By Ann DeMatteo
The New Haven Register
NORTH HAVEN, Conn. — It was the day after the baby was due. Kelly Shanley was upstairs in her Quinnipiac Avenue home watching cartoons with her two children Wednesday night when she sneezed, and felt a pop.
“I didn’t think anything of it. I stood up and said, ‘Oh, wait. I think my water broke.’”
Kelly and her husband, Bill, called the obstetrician and were getting ready to go to the hospital when they thought it would be faster to go by ambulance, so they called 911, as well as someone to watch Colin, 3, and Amelia, 2.
“The contractions went from every five minutes to every two minutes to every one,” Kelly Shanley said. “I could kind of tell he’d be making his arrival pretty quick.”
In fact, little Aiden Patrick Shanley couldn’t wait for the American Medical Response ambulance to finish the drive to the Hospital of Saint Raphael in New Haven. They made it as far as Exit 6 on Interstate 91, but no farther. The ambulance pulled to the side of the highway and Aiden made his arrival, assisted by the paramedics onboard.
Fire Chief Vincent Landisio on Friday afternoon presented town firefighter/paramedic Kevin Fox and AMR paramedic Jessica Flick with blue stork pins in honor of the arrival of Aiden, who is 8 pounds, 9 ounces. He also congratulated AMR driver Alex Ramirez for a job well done.
“In our business, to be able to welcome a life is very gratifying,” Landisio said.
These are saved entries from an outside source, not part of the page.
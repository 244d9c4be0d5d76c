use std::sync::atomic::{AtomicU64, Ordering};
use std::sync::Arc;
use std::time::Duration;

use tokio::sync::mpsc;
use tokio::task::JoinHandle;
use tokio::time::{Instant, MissedTickBehavior};
use tokio_util::sync::CancellationToken;
use tracing::{debug, info};

use crate::error::FetchError;
use crate::sources::StateSource;
use crate::state::RawPayload;

pub const DEFAULT_REFRESH_INTERVAL: Duration = Duration::from_millis(5000);

const EVENT_BUFFER: usize = 8;

pub type PollEvent = Result<RawPayload, FetchError>;

/// Counters shared between the poll task and its handle.
#[derive(Debug, Default)]
pub struct PollerStats {
    ticks: AtomicU64,
    failures: AtomicU64,
    skipped_ticks: AtomicU64,
}

impl PollerStats {
    /// Ticks that issued a request.
    pub fn ticks(&self) -> u64 {
        self.ticks.load(Ordering::Relaxed)
    }

    pub fn failures(&self) -> u64 {
        self.failures.load(Ordering::Relaxed)
    }

    /// Ticks dropped because a request was still outstanding.
    pub fn skipped_ticks(&self) -> u64 {
        self.skipped_ticks.load(Ordering::Relaxed)
    }
}

pub struct StatePoller {
    source: Arc<dyn StateSource>,
    refresh_interval: Duration,
}

impl StatePoller {
    pub fn new(source: Arc<dyn StateSource>, refresh_interval: Duration) -> Self {
        Self {
            source,
            refresh_interval,
        }
    }

    /// Spawns the poll task. The first request goes out immediately, then one
    /// per `refresh_interval`, never more than one at a time.
    pub fn start(self) -> PollerHandle {
        let (tx, rx) = mpsc::channel(EVENT_BUFFER);
        let cancel = CancellationToken::new();
        let stats = Arc::new(PollerStats::default());

        info!(
            source = %self.source.describe(),
            interval_ms = self.refresh_interval.as_millis() as u64,
            "starting state poller"
        );

        let task = tokio::spawn(poll_loop(
            self.source,
            self.refresh_interval,
            tx,
            cancel.clone(),
            Arc::clone(&stats),
        ));

        PollerHandle {
            events: rx,
            cancel,
            task: Some(task),
            stats,
        }
    }
}

async fn poll_loop(
    source: Arc<dyn StateSource>,
    period: Duration,
    tx: mpsc::Sender<PollEvent>,
    cancel: CancellationToken,
    stats: Arc<PollerStats>,
) {
    // interval() panics on a zero period
    let period = period.max(Duration::from_millis(1));
    let mut ticker = tokio::time::interval(period);
    ticker.set_missed_tick_behavior(MissedTickBehavior::Skip);

    loop {
        tokio::select! {
            biased;
            _ = cancel.cancelled() => break,
            _ = ticker.tick() => {}
        }

        let started = Instant::now();
        stats.ticks.fetch_add(1, Ordering::Relaxed);
        debug!(tick = stats.ticks(), "polling state");

        // Dropping the fetch future on cancel discards the in-flight request.
        let result = tokio::select! {
            biased;
            _ = cancel.cancelled() => break,
            result = source.fetch() => result,
        };

        let elapsed = started.elapsed();
        let missed = (elapsed.as_nanos() / period.as_nanos()) as u64;
        if missed > 0 {
            stats.skipped_ticks.fetch_add(missed, Ordering::Relaxed);
            debug!(
                missed,
                elapsed_ms = elapsed.as_millis() as u64,
                "skipped ticks while request was in flight"
            );
        }

        match &result {
            Ok(_) => debug!(elapsed_ms = elapsed.as_millis() as u64, "state fetched"),
            Err(_) => {
                stats.failures.fetch_add(1, Ordering::Relaxed);
            }
        }

        if cancel.is_cancelled() || tx.send(result).await.is_err() {
            break;
        }
    }

    debug!("poll loop exited");
}

/// Owns a running poll task. Dropping the handle stops the task.
pub struct PollerHandle {
    events: mpsc::Receiver<PollEvent>,
    cancel: CancellationToken,
    task: Option<JoinHandle<()>>,
    stats: Arc<PollerStats>,
}

impl PollerHandle {
    /// Next tick's outcome, or `None` once stopped.
    pub async fn next_event(&mut self) -> Option<PollEvent> {
        if self.cancel.is_cancelled() {
            return None;
        }
        tokio::select! {
            biased;
            _ = self.cancel.cancelled() => None,
            event = self.events.recv() => event,
        }
    }

    /// Non-blocking variant of [`next_event`](Self::next_event).
    pub fn try_next_event(&mut self) -> Option<PollEvent> {
        if self.cancel.is_cancelled() {
            return None;
        }
        self.events.try_recv().ok()
    }

    pub fn is_running(&self) -> bool {
        !self.cancel.is_cancelled()
    }

    pub fn stats(&self) -> &PollerStats {
        &self.stats
    }

    /// Stops ticking and waits for the task to finish. Results of a request
    /// still in flight, or already buffered, are never delivered.
    pub async fn stop(&mut self) {
        self.cancel.cancel();
        self.events.close();
        while self.events.try_recv().is_ok() {}
        if let Some(task) = self.task.take() {
            let _ = task.await;
            info!("state poller stopped");
        }
    }
}

impl Drop for PollerHandle {
    fn drop(&mut self) {
        self.cancel.cancel();
        if let Some(task) = self.task.take() {
            task.abort();
        }
    }
}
Chuck Babson, AMR’s general manager, said AMR medics deliver three or four babies a year on average.
Sheets were hung in the ambulance so passing motorists couldn’t see inside.
Ramirez said he was concentrating on getting to the hospital safely and quickly, while trying to calm down Bill Shanley, who was in the passenger seat. He also had to figure out where to safely pull over when the paramedics told him the baby was being born at 8:26 p.m.
Fox said they didn’t have time to start an intravenous line, and just supplied oxygen.
“It was very, very quick. The head was showing, I got sterile gloves on and he was there,” Flick said, explaining that her classroom training flashed through her head as things unfolded.
Fox had delivered a baby in 1992 when he was a volunteer emergency medical technician in Pennsylvania. This delivery, he said, was “very matter of fact. I wanted to make sure the mother was taken care of and nothing was wrong with him. I got to cut the cord. I’m glad everything went well and there were no complications.”
The mother pushed three times and the baby arrived.
“I think they did a great job. Everybody was very professional. It was a surprise for everybody how quickly everything went,” Kelly Shanley said.
Bill Shanley said they wanted the baby’s birth certificate to say he was born on I-91, but authorities overrode him and wrote down St. Raphael’s.
“How many people could say they were born on I-91?” he asked.